With the inner branch technology, the distance between the branch and the target vessel is smaller, so we can use shorter bridging stents. The aortic coverage is also shorter, which is an important factor in reducing spinal cord ischemia.2
In the initial experience with these devices, we have seen a reduction in procedure times, as well as reductions in fluoroscopy time and amount of contrast.

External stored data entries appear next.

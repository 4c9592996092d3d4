use std::env;
use std::time::Duration;

use bytes::Bytes;
use log::debug;
use reqwest::Client;

use crate::cep::Cep;
use crate::lookup::error::LookupError;
use crate::lookup::models::AddressRecord;

pub mod error;
pub mod models;

const USER_AGENT: &str = concat!("cep-export/", env!("CARGO_PKG_VERSION"));
const DEFAULT_BASE_URL: &str = "https://viacep.com.br";
const DEFAULT_TIMEOUT_SECS: u64 = 30;

pub fn build_client() -> Result<Client, reqwest::Error> {
    let timeout_secs = env::var("HTTP_TIMEOUT_SECS")
        .map(|secs| secs
            .parse::<u64>()
            .expect("HTTP_TIMEOUT_SECS must be an integer")
        )
        .unwrap_or(DEFAULT_TIMEOUT_SECS);

    Client::builder()
        .user_agent(USER_AGENT)
        .timeout(Duration::from_secs(timeout_secs))
        .build()
}

fn base_url() -> String {
    env::var("VIACEP_BASE_URL")
        .unwrap_or_else(|_| DEFAULT_BASE_URL.to_owned())
}

/// One GET against the ViaCEP API, no retries.
pub async fn fetch_address(
    client: &Client,
    cep: &Cep
) -> Result<AddressRecord, LookupError> {
    let url = format!("{}/ws/{}/json/", base_url(), cep.digits());
    debug!("GET {}", url);

    let response = client.get(&url).send().await?;
    let status = response.status();
    if !status.is_success() {
        return Err(LookupError::UnexpectedStatus(status));
    }

    let body = response.bytes().await?;
    parse_lookup_response(&body)
}

/// Turns a response body into a record.
///
/// ViaCEP signals an unknown CEP with an `erro` key in the payload
/// (the value has been both `true` and `"true"` across API versions,
/// so only key presence is checked) and the check must happen before
/// field deserialization.
pub fn parse_lookup_response(body: &Bytes) -> Result<AddressRecord, LookupError> {
    let value: serde_json::Value = serde_json::from_slice(body)?;
    if value.get("erro").is_some() {
        return Err(LookupError::CepNotFound);
    }

    let record = serde_json::from_value(value)?;
    Ok(record)
}
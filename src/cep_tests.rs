#[cfg(test)]
mod tests {
    use crate::cep::Cep;

    #[test]
    fn test_parse_hyphenated() {
        let cep = Cep::parse("01310-100").unwrap();
        assert_eq!(cep.digits(), "01310100");
        assert_eq!(cep.to_string(), "01310-100");
    }

    #[test]
    fn test_parse_digits_only() {
        let cep = Cep::parse("03195970").unwrap();
        assert_eq!(cep.digits(), "03195970");
        assert_eq!(cep.to_string(), "03195-970");
    }

    #[test]
    fn test_parse_trims_whitespace() {
        let cep = Cep::parse("  01310-100 ").unwrap();
        assert_eq!(cep.digits(), "01310100");
    }

    #[test]
    fn test_parse_rejects_malformed() {
        let inputs = [
            "",
            "1310-100",
            "013101000",
            "01310_100",
            "01310-10",
            "0131010O",
            "abcde-fgh",
            "01 310100"
        ];
        for input in &inputs {
            assert!(Cep::parse(input).is_err(), "'{}' should be rejected", input);
        }
    }

    #[test]
    fn test_parse_keeps_original_input_in_error() {
        let err = Cep::parse("99").unwrap_err();
        assert_eq!(err.input, "99");
    }
}
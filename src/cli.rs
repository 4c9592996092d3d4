use std::path::PathBuf;

use clap::Parser;

/// Resolve Brazilian CEPs against the ViaCEP API and export the
/// addresses to a spreadsheet file.
#[derive(Parser, Debug)]
#[command(name = "cep-export", version)]
pub struct Cli {
    /// CEPs to resolve, e.g. 01310-100 or 01310100
    #[arg(required = true)]
    pub ceps: Vec<String>,

    /// Output file; the extension picks the format (.csv or .xlsx)
    #[arg(short, long, default_value = "endereco.xlsx")]
    pub output: PathBuf
}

Endovascular repair using fenestrated and branched E-xtra Design Engineering stent grafts appears to be safe and effective based on early to midterm follow-up. Inner branch devices offer a wider application of branched repair in narrower aortic lumens (approximately 22 mm) with flexibility in positioning the endograft (up to 5 mm) and easier cannulation due to the proximity to target vessels together with some room between the oval-shaped exits of the inner branches and the target vessels.
We can combine fenestrations with outer and inner branches in the same graft, so we can offer a better tailor-made solution for these complex aortic procedures. This is a promising technology, but long-term data should be obtained to validate the outcomes and performance of these devices.
1. Chuter TAM, Gordon RL, Reilly LM, et al. Multibranched stent-graft for type III thoracoabdominal aortic aneurysm. J Vasc Interv Radiol. 2001;12:391-392.
2. Youssef M, Deglise S, Szopinski P, et al. A multicenter experience with a new fenestrated-branched device for endovascular repair of thoracoabdominal aortic aneurysms. J Endovasc Ther. 2018;25:209-219.
3. Goltz JP, Abisi S. The advantages of customized vascular implants for challenging aortic anatomy. Endovasc Today Europe. 2018;6:22-27.